The polygon diagonals formula explained
Where n times n minus 3 over 2 comes from, why you divide by two, and how the count grows as a polygon gains sides.
Counting connections from each corner
Start at any one corner of an n-sided polygon and ask how many diagonals leave it. You can draw a line to every other corner, but three of those lines are not diagonals: the line to itself does not exist, and the lines to the two neighbouring corners are sides, not diagonals. That leaves n minus 3 genuine diagonals from every corner. Since there are n corners, a first guess is n times n minus 3 lines in total.
Why you divide by two
That first guess counts every diagonal twice. The diagonal from corner A to corner C is the very same segment as the one from C to A, yet the corner-by-corner tally records it once at A and once at C. To fix the double counting you halve the total, which turns n times n minus 3 into n times n minus 3, over 2. This is exactly the formula the calculator uses, and it always lands on a whole number because one of n and n minus 3 is even.
How fast the count grows
Because the formula multiplies two terms that both rise with n, the diagonal count climbs far faster than the side count. A pentagon has 5 diagonals, a hexagon has 9, a decagon has 35, and a 20-sided icosagon already has 170. Add just one side and you add a diagonal to every existing corner plus the new corner's own set. This quadratic growth is why complex polygons look like a dense web of crossing lines even though each corner only reaches a handful of partners.

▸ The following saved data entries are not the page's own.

//! Maps raw vault logs onto [`VaultEvent`]s. Pure: no I/O, no state.

use alloy::primitives::B256;
use alloy::rpc::types::Log;
use alloy::sol_types::SolEvent;

use crate::bindings::IYieldVault::{
    Deposit, RebalanceExecuted, StrategyAllocationUpdated, StrategyDeposit, StrategyWithdrawal,
    Withdraw, YieldHarvested,
};
use crate::event::{EventId, VaultEvent, VaultEventKind};

#[derive(Debug, thiserror::Error)]
pub(crate) enum DecodeError {
    #[error("Unrecognized event signature {0}")]
    UnrecognizedEvent(B256),
    #[error("Malformed event: log has no topics")]
    MissingTopic,
    #[error("Malformed event: missing log field {0}")]
    MissingLogField(&'static str),
    #[error("Malformed RebalanceExecuted: {strategies} strategies but {allocations} allocations")]
    RebalanceArrayMismatch {
        strategies: usize,
        allocations: usize,
    },
    #[error("Malformed event: {0}")]
    Abi(#[from] alloy::sol_types::Error),
}

/// Decodes one vault log.
///
/// Addresses come out as [`alloy::primitives::Address`] values, which
/// compare byte-wise, so case differences in the RPC's JSON never reach
/// callers. Storage renders them lowercase via [`crate::event::address_key`].
pub(crate) fn decode_log(log: &Log) -> Result<VaultEvent, DecodeError> {
    let topic0 = *log.topic0().ok_or(DecodeError::MissingTopic)?;

    let tx_hash = log
        .transaction_hash
        .ok_or(DecodeError::MissingLogField("transaction_hash"))?;
    let log_index = log
        .log_index
        .ok_or(DecodeError::MissingLogField("log_index"))?;
    let block_number = log
        .block_number
        .ok_or(DecodeError::MissingLogField("block_number"))?;
    let block_timestamp = log
        .block_timestamp
        .ok_or(DecodeError::MissingLogField("block_timestamp"))?;

    let kind = decode_kind(topic0, log)?;

    Ok(VaultEvent {
        id: EventId { tx_hash, log_index },
        vault: log.address(),
        block_number,
        block_timestamp,
        kind,
    })
}

fn decode_kind(topic0: B256, log: &Log) -> Result<VaultEventKind, DecodeError> {
    let kind = match topic0 {
        t if t == Deposit::SIGNATURE_HASH => {
            let event = log.log_decode::<Deposit>()?.inner.data;
            VaultEventKind::Deposit {
                sender: event.sender,
                owner: event.owner,
                assets: event.assets,
                shares: event.shares,
            }
        }
        t if t == Withdraw::SIGNATURE_HASH => {
            let event = log.log_decode::<Withdraw>()?.inner.data;
            VaultEventKind::Withdraw {
                sender: event.sender,
                receiver: event.receiver,
                owner: event.owner,
                assets: event.assets,
                shares: event.shares,
            }
        }
        t if t == StrategyDeposit::SIGNATURE_HASH => {
            let event = log.log_decode::<StrategyDeposit>()?.inner.data;
            VaultEventKind::StrategyDeposit {
                strategy: event.strategy,
                assets: event.assets,
            }
        }
        t if t == StrategyWithdrawal::SIGNATURE_HASH => {
            let event = log.log_decode::<StrategyWithdrawal>()?.inner.data;
            VaultEventKind::StrategyWithdrawal {
                strategy: event.strategy,
                assets: event.assets,
            }
        }
        t if t == StrategyAllocationUpdated::SIGNATURE_HASH => {
            let event = log.log_decode::<StrategyAllocationUpdated>()?.inner.data;
            VaultEventKind::StrategyAllocationUpdated {
                strategy: event.strategy,
                allocation_bp: event.allocation,
            }
        }
        t if t == RebalanceExecuted::SIGNATURE_HASH => {
            let event = log.log_decode::<RebalanceExecuted>()?.inner.data;

            if event.strategies.len() != event.allocations.len() {
                return Err(DecodeError::RebalanceArrayMismatch {
                    strategies: event.strategies.len(),
                    allocations: event.allocations.len(),
                });
            }

            VaultEventKind::RebalanceExecuted {
                strategies: event.strategies,
                allocations: event.allocations,
            }
        }
        t if t == YieldHarvested::SIGNATURE_HASH => {
            let event = log.log_decode::<YieldHarvested>()?.inner.data;
            VaultEventKind::YieldHarvested {
                total_yield: event.totalYield,
            }
        }
        unknown => return Err(DecodeError::UnrecognizedEvent(unknown)),
    };

    Ok(kind)
}

#[cfg(test)]
mod tests {
    use alloy::primitives::{Address, LogData, U256, address, b256};

    use super::*;
    use crate::test_utils::{TEST_VAULT, log_with_data};

    const ALICE: Address = address!("0xaaaaaaaaaaaaaaaaaaaaaaaaaaaaaaaaaaaaaaaa");
    const STRATEGY: Address = address!("0x5555555555555555555555555555555555555555");

    #[test]
    fn decodes_deposit_with_vault_and_block_context() {
        let data = Deposit {
            sender: ALICE,
            owner: ALICE,
            assets: U256::from(1_000_u64),
            shares: U256::from(990_u64),
        }
        .encode_log_data();

        let event = decode_log(&log_with_data(data, 10, 3)).unwrap();

        assert_eq!(event.vault, TEST_VAULT);
        assert_eq!(event.block_number, 10);
        assert_eq!(event.id.log_index, 3);
        assert_eq!(
            event.kind,
            VaultEventKind::Deposit {
                sender: ALICE,
                owner: ALICE,
                assets: U256::from(1_000_u64),
                shares: U256::from(990_u64),
            }
        );
    }

    #[test]
    fn decodes_withdraw_indexed_fields_in_order() {
        let receiver = address!("0xbbbbbbbbbbbbbbbbbbbbbbbbbbbbbbbbbbbbbbbb");
        let owner = address!("0xcccccccccccccccccccccccccccccccccccccccc");
        let data = Withdraw {
            sender: ALICE,
            receiver,
            owner,
            assets: U256::from(30_u64),
            shares: U256::from(30_u64),
        }
        .encode_log_data();

        let event = decode_log(&log_with_data(data, 11, 0)).unwrap();

        let VaultEventKind::Withdraw {
            sender,
            receiver: decoded_receiver,
            owner: decoded_owner,
            ..
        } = event.kind
        else {
            panic!("expected Withdraw, got {:?}", event.kind);
        };
        assert_eq!(sender, ALICE);
        assert_eq!(decoded_receiver, receiver);
        assert_eq!(decoded_owner, owner);
    }

    #[test]
    fn decodes_strategy_variants() {
        let deposit = StrategyDeposit {
            strategy: STRATEGY,
            assets: U256::from(5_u64),
        }
        .encode_log_data();
        let withdrawal = StrategyWithdrawal {
            strategy: STRATEGY,
            assets: U256::from(6_u64),
        }
        .encode_log_data();
        let allocation = StrategyAllocationUpdated {
            strategy: STRATEGY,
            allocation: U256::from(2_500_u64),
        }
        .encode_log_data();

        assert_eq!(
            decode_log(&log_with_data(deposit, 1, 0)).unwrap().kind,
            VaultEventKind::StrategyDeposit {
                strategy: STRATEGY,
                assets: U256::from(5_u64)
            }
        );
        assert_eq!(
            decode_log(&log_with_data(withdrawal, 1, 1)).unwrap().kind,
            VaultEventKind::StrategyWithdrawal {
                strategy: STRATEGY,
                assets: U256::from(6_u64)
            }
        );
        assert_eq!(
            decode_log(&log_with_data(allocation, 1, 2)).unwrap().kind,
            VaultEventKind::StrategyAllocationUpdated {
                strategy: STRATEGY,
                allocation_bp: U256::from(2_500_u64)
            }
        );
    }

    #[test]
    fn decodes_rebalance_and_harvest() {
        let rebalance = RebalanceExecuted {
            strategies: vec![STRATEGY, ALICE],
            allocations: vec![U256::from(7_000_u64), U256::from(3_000_u64)],
        }
        .encode_log_data();
        let harvest = YieldHarvested {
            totalYield: U256::from(123_u64),
        }
        .encode_log_data();

        assert_eq!(
            decode_log(&log_with_data(rebalance, 2, 0)).unwrap().kind,
            VaultEventKind::RebalanceExecuted {
                strategies: vec![STRATEGY, ALICE],
                allocations: vec![U256::from(7_000_u64), U256::from(3_000_u64)],
            }
        );
        assert_eq!(
            decode_log(&log_with_data(harvest, 2, 1)).unwrap().kind,
            VaultEventKind::YieldHarvested {
                total_yield: U256::from(123_u64)
            }
        );
    }

    #[test]
    fn rebalance_with_mismatched_arrays_fails_closed() {
        let data = RebalanceExecuted {
            strategies: vec![STRATEGY, ALICE],
            allocations: vec![U256::from(10_000_u64)],
        }
        .encode_log_data();

        let error = decode_log(&log_with_data(data, 2, 0)).unwrap_err();

        assert!(matches!(
            error,
            DecodeError::RebalanceArrayMismatch {
                strategies: 2,
                allocations: 1
            }
        ));
    }

    #[test]
    fn unknown_signature_is_unrecognized() {
        let topic = b256!("0x0101010101010101010101010101010101010101010101010101010101010101");
        let data = LogData::new_unchecked(vec![topic], Default::default());

        let error = decode_log(&log_with_data(data, 1, 0)).unwrap_err();

        assert!(matches!(error, DecodeError::UnrecognizedEvent(t) if t == topic));
    }

    #[test]
    fn log_without_topics_is_malformed() {
        let error = decode_log(&log_with_data(LogData::empty(), 1, 0)).unwrap_err();
        assert!(matches!(error, DecodeError::MissingTopic));
    }

    #[test]
    fn missing_block_timestamp_is_malformed() {
        let data = YieldHarvested {
            totalYield: U256::from(1_u64),
        }
        .encode_log_data();
        let mut log = log_with_data(data, 1, 0);
        log.block_timestamp = None;

        let error = decode_log(&log).unwrap_err();

        assert!(matches!(
            error,
            DecodeError::MissingLogField("block_timestamp")
        ));
    }

    #[test]
    fn truncated_payload_is_malformed() {
        let mut data = Deposit {
            sender: ALICE,
            owner: ALICE,
            assets: U256::from(1_u64),
            shares: U256::from(1_u64),
        }
        .encode_log_data();
        data = LogData::new_unchecked(data.topics().to_vec(), Default::default());

        let error = decode_log(&log_with_data(data, 1, 0)).unwrap_err();

        assert!(matches!(error, DecodeError::Abi(_)));
    }
}
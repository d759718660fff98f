//! Single-row record of the last block the indexer folded an event from.

use sqlx::{Sqlite, SqlitePool, Transaction};

use super::StoreError;

pub(crate) async fn get(pool: &SqlitePool) -> Result<Option<u64>, StoreError> {
    let block: Option<i64> =
        sqlx::query_scalar("SELECT block_number FROM indexer_cursor WHERE id = 1")
            .fetch_optional(pool)
            .await?;

    Ok(block.map(u64::try_from).transpose()?)
}

/// Moves the cursor forward to `block_number`. Never moves it back.
pub(crate) async fn advance(
    sql_tx: &mut Transaction<'_, Sqlite>,
    block_number: u64,
) -> Result<(), StoreError> {
    sqlx::query(
        r#"
        INSERT INTO indexer_cursor (id, block_number)
        VALUES (1, ?)
        ON CONFLICT(id) DO UPDATE SET
            block_number = MAX(block_number, excluded.block_number)
        "#,
    )
    .bind(i64::try_from(block_number)?)
    .execute(sql_tx.as_mut())
    .await?;

    Ok(())
}

/// Moves the cursor back to `block_number` if it is ahead of it. A missing
/// cursor stays missing.
pub(crate) async fn rewind(
    sql_tx: &mut Transaction<'_, Sqlite>,
    block_number: u64,
) -> Result<(), StoreError> {
    sqlx::query("UPDATE indexer_cursor SET block_number = MIN(block_number, ?) WHERE id = 1")
        .bind(i64::try_from(block_number)?)
        .execute(sql_tx.as_mut())
        .await?;

    Ok(())
}
//! Operator commands run against the same config and database as the server.

use clap::{Parser, Subcommand};
use serde::Serialize;
use std::io::Write;
use tracing::info;

use crate::Keeper;
use crate::config::{Ctx, Env};
use crate::service::{ApiResponse, VaultService};
use crate::store::Page;

#[derive(Debug, Parser)]
#[command(name = "vault-keeper-cli")]
#[command(about = "Inspect and operate yield vaults managed by vault-keeper")]
#[command(version)]
pub struct CliEnv {
    #[clap(flatten)]
    env: Env,
    #[command(subcommand)]
    pub command: Commands,
}

impl CliEnv {
    /// Parse CLI arguments and load the config and secrets they point to.
    pub fn parse_and_convert() -> anyhow::Result<(Ctx, Commands)> {
        let cli_env = Self::parse();
        let ctx = Ctx::load_files(&cli_env.env.config, &cli_env.env.secrets)?;
        Ok((ctx, cli_env.command))
    }
}

#[derive(Debug, Clone, clap::Args)]
pub struct VaultArg {
    /// Vault contract address
    #[arg(long)]
    pub vault: String,
}

#[derive(Debug, Clone, clap::Args)]
pub struct PageArgs {
    /// Maximum rows to return (default 20, max 100)
    #[arg(long)]
    pub limit: Option<u32>,
    /// Rows to skip
    #[arg(long)]
    pub offset: Option<u32>,
}

impl From<&PageArgs> for Page {
    fn from(args: &PageArgs) -> Self {
        Self::new(args.limit, args.offset)
    }
}

#[derive(Debug, Subcommand)]
pub enum Commands {
    /// Latest stored vault metrics snapshot
    Metrics(VaultArg),
    /// Strategy composition, classification and risk scores
    Analyze(VaultArg),
    /// Request and record a new allocation decision
    Decide(VaultArg),
    /// Show what a rebalance would do without sending a transaction
    Preview(VaultArg),
    /// Rebalance the vault if the latest decision warrants it
    Rebalance(VaultArg),
    /// Most recent recorded allocation decision
    LatestDecision(VaultArg),
    /// Recorded allocation decisions, newest first
    Decisions {
        #[clap(flatten)]
        vault: VaultArg,
        #[clap(flatten)]
        page: PageArgs,
    },
    /// Deposits and withdrawals, newest first
    Flows {
        #[clap(flatten)]
        vault: VaultArg,
        /// Only `deposit` or only `withdrawal`
        #[arg(long)]
        kind: Option<String>,
        #[clap(flatten)]
        page: PageArgs,
    },
    /// Rebalances the vault emitted, newest first
    Rebalances {
        #[clap(flatten)]
        vault: VaultArg,
        #[clap(flatten)]
        page: PageArgs,
    },
    /// Yield harvests, newest first
    Harvests {
        #[clap(flatten)]
        vault: VaultArg,
        #[clap(flatten)]
        page: PageArgs,
    },
    /// Strategy deposits, withdrawals and allocation changes, newest first
    StrategyEvents {
        #[clap(flatten)]
        vault: VaultArg,
        /// Only `deposit`, `withdrawal` or `allocation_updated`
        #[arg(long = "type")]
        event_type: Option<String>,
        #[clap(flatten)]
        page: PageArgs,
    },
}

pub async fn run_command(ctx: Ctx, command: Commands) -> anyhow::Result<()> {
    let keeper = Keeper::connect(&ctx).await?;
    let service = keeper.service(&ctx, None);

    let succeeded = run_command_with_writers(
        &service,
        &ctx.operator_api_key,
        command,
        &mut std::io::stdout(),
    )
    .await?;

    anyhow::ensure!(succeeded, "command failed");
    Ok(())
}

/// Runs one command and prints its response envelope as JSON. Returns the
/// envelope's `success` flag.
async fn run_command_with_writers<W: Write>(
    service: &VaultService,
    operator_api_key: &str,
    command: Commands,
    stdout: &mut W,
) -> anyhow::Result<bool> {
    let credential = Some(operator_api_key);

    match command {
        Commands::Metrics(VaultArg { vault }) => print(stdout, &service.metrics(&vault).await),
        Commands::Analyze(VaultArg { vault }) => {
            print(stdout, &service.strategy_analysis(&vault).await)
        }
        Commands::Decide(VaultArg { vault }) => {
            info!(%vault, "Requesting allocation decision");
            print(stdout, &service.request_decision(credential, &vault).await)
        }
        Commands::Preview(VaultArg { vault }) => {
            print(stdout, &service.rebalance_recommendation(&vault).await)
        }
        Commands::Rebalance(VaultArg { vault }) => {
            info!(%vault, "Executing rebalance");
            print(stdout, &service.execute_rebalance(credential, &vault).await)
        }
        Commands::LatestDecision(VaultArg { vault }) => {
            print(stdout, &service.latest_decision(&vault).await)
        }
        Commands::Decisions { vault, page } => print(
            stdout,
            &service.list_decisions(&vault.vault, Page::from(&page)).await,
        ),
        Commands::Flows { vault, kind, page } => print(
            stdout,
            &service
                .list_flows(&vault.vault, kind.as_deref(), Page::from(&page))
                .await,
        ),
        Commands::Rebalances { vault, page } => print(
            stdout,
            &service.list_rebalances(&vault.vault, Page::from(&page)).await,
        ),
        Commands::Harvests { vault, page } => print(
            stdout,
            &service.list_harvests(&vault.vault, Page::from(&page)).await,
        ),
        Commands::StrategyEvents {
            vault,
            event_type,
            page,
        } => print(
            stdout,
            &service
                .list_strategy_events(&vault.vault, event_type.as_deref(), Page::from(&page))
                .await,
        ),
    }
}

fn print<W: Write, T: Serialize>(stdout: &mut W, response: &ApiResponse<T>) -> anyhow::Result<bool> {
    serde_json::to_writer_pretty(&mut *stdout, response)?;
    writeln!(stdout)?;
    Ok(response.success)
}
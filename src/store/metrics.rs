//! Point-in-time vault snapshot, overwritten on every refresh.

use alloy::primitives::{Address, U256};
use serde::Serialize;
use sqlx::SqlitePool;

use super::{StoreError, as_address_key, as_decimal, parse_address, parse_u256};
use crate::event::address_key;

/// 10^18, the fixed-point scale of `share_price`.
const SHARE_PRICE_SCALE: U256 = U256::from_limbs([1_000_000_000_000_000_000, 0, 0, 0]);

#[derive(Debug, Clone, PartialEq, Eq, Serialize)]
pub struct VaultMetrics {
    #[serde(serialize_with = "as_address_key")]
    pub vault: Address,
    #[serde(serialize_with = "as_decimal")]
    pub total_assets: U256,
    #[serde(serialize_with = "as_decimal")]
    pub total_supply: U256,
    #[serde(serialize_with = "as_decimal")]
    pub share_price: U256,
    pub updated_at_timestamp: u64,
    pub updated_at_block: u64,
}

/// `total_assets * 10^18 / total_supply`, or zero for an empty vault.
///
/// When the scaled numerator overflows 256 bits the division happens first,
/// trading the low 18 digits of precision for a defined result.
pub fn share_price(total_assets: U256, total_supply: U256) -> U256 {
    if total_supply.is_zero() {
        return U256::ZERO;
    }

    total_assets.checked_mul(SHARE_PRICE_SCALE).map_or_else(
        || (total_assets / total_supply).saturating_mul(SHARE_PRICE_SCALE),
        |scaled| scaled / total_supply,
    )
}

#[derive(sqlx::FromRow)]
struct VaultMetricsRow {
    vault_address: String,
    total_assets: String,
    total_supply: String,
    share_price: String,
    updated_at_timestamp: i64,
    updated_at_block: i64,
}

impl TryFrom<VaultMetricsRow> for VaultMetrics {
    type Error = StoreError;

    fn try_from(row: VaultMetricsRow) -> Result<Self, Self::Error> {
        Ok(Self {
            vault: parse_address("vault_address", &row.vault_address)?,
            total_assets: parse_u256("total_assets", &row.total_assets)?,
            total_supply: parse_u256("total_supply", &row.total_supply)?,
            share_price: parse_u256("share_price", &row.share_price)?,
            updated_at_timestamp: u64::try_from(row.updated_at_timestamp)?,
            updated_at_block: u64::try_from(row.updated_at_block)?,
        })
    }
}

/// Writes `metrics` as the vault's snapshot. Every column is replaced:
/// totals are point-in-time reads, so the last write wins.
pub(crate) async fn upsert(pool: &SqlitePool, metrics: &VaultMetrics) -> Result<(), StoreError> {
    sqlx::query(
        r#"
        INSERT INTO vault_metrics (
            vault_address, total_assets, total_supply, share_price,
            updated_at_timestamp, updated_at_block
        )
        VALUES (?, ?, ?, ?, ?, ?)
        ON CONFLICT(vault_address) DO UPDATE SET
            total_assets = excluded.total_assets,
            total_supply = excluded.total_supply,
            share_price = excluded.share_price,
            updated_at_timestamp = excluded.updated_at_timestamp,
            updated_at_block = excluded.updated_at_block
        "#,
    )
    .bind(address_key(&metrics.vault))
    .bind(metrics.total_assets.to_string())
    .bind(metrics.total_supply.to_string())
    .bind(metrics.share_price.to_string())
    .bind(i64::try_from(metrics.updated_at_timestamp)?)
    .bind(i64::try_from(metrics.updated_at_block)?)
    .execute(pool)
    .await?;

    Ok(())
}

pub(crate) async fn get(
    pool: &SqlitePool,
    vault: &Address,
) -> Result<Option<VaultMetrics>, StoreError> {
    let row: Option<VaultMetricsRow> = sqlx::query_as(
        r#"
        SELECT
            vault_address, total_assets, total_supply, share_price,
            updated_at_timestamp, updated_at_block
        FROM vault_metrics
        WHERE vault_address = ?
        "#,
    )
    .bind(address_key(vault))
    .fetch_optional(pool)
    .await?;

    row.map(VaultMetrics::try_from).transpose()
}
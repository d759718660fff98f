use clap::Parser;
use vault_keeper::{Ctx, Env, launch, setup_tracing};

#[tokio::main]
async fn main() -> anyhow::Result<()> {
    let parsed_env = Env::parse();
    let ctx = Ctx::load_files(&parsed_env.config, &parsed_env.secrets)?;
    setup_tracing(ctx.log_level);

    launch(ctx).await
}
use alloy::primitives::Address;
use std::collections::HashSet;
use std::sync::{Arc, RwLock};

/// RAII guard that holds a vault's in-progress claim.
/// Releases the claim on drop, on every exit path.
pub(super) struct InProgressGuard {
    vault: Address,
    in_progress: Arc<RwLock<HashSet<Address>>>,
}

impl InProgressGuard {
    /// Attempts to claim the in-progress slot for a vault.
    /// Returns `None` if another rebalance already holds it.
    pub(super) fn try_claim(
        vault: Address,
        in_progress: Arc<RwLock<HashSet<Address>>>,
    ) -> Option<Self> {
        {
            let mut guard = match in_progress.write() {
                Ok(guard) => guard,
                Err(poison) => poison.into_inner(),
            };

            if !guard.insert(vault) {
                return None;
            }
        }

        Some(Self { vault, in_progress })
    }
}

impl Drop for InProgressGuard {
    fn drop(&mut self) {
        let mut guard = match self.in_progress.write() {
            Ok(guard) => guard,
            Err(poison) => poison.into_inner(),
        };
        guard.remove(&self.vault);
    }
}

Diagonals versus the angle results
The diagonal count is pure combinatorics: it depends only on how many corners exist, not on their positions, so a squashed irregular hexagon has the same 9 diagonals as a perfect one. The angle figures beside it are geometric instead. The interior angle sum of n minus 2 times 180 holds for any simple polygon, but the single interior and exterior angle values assume a regular shape where every angle matches. Reading the two kinds of result together tells you both the structure and the shape.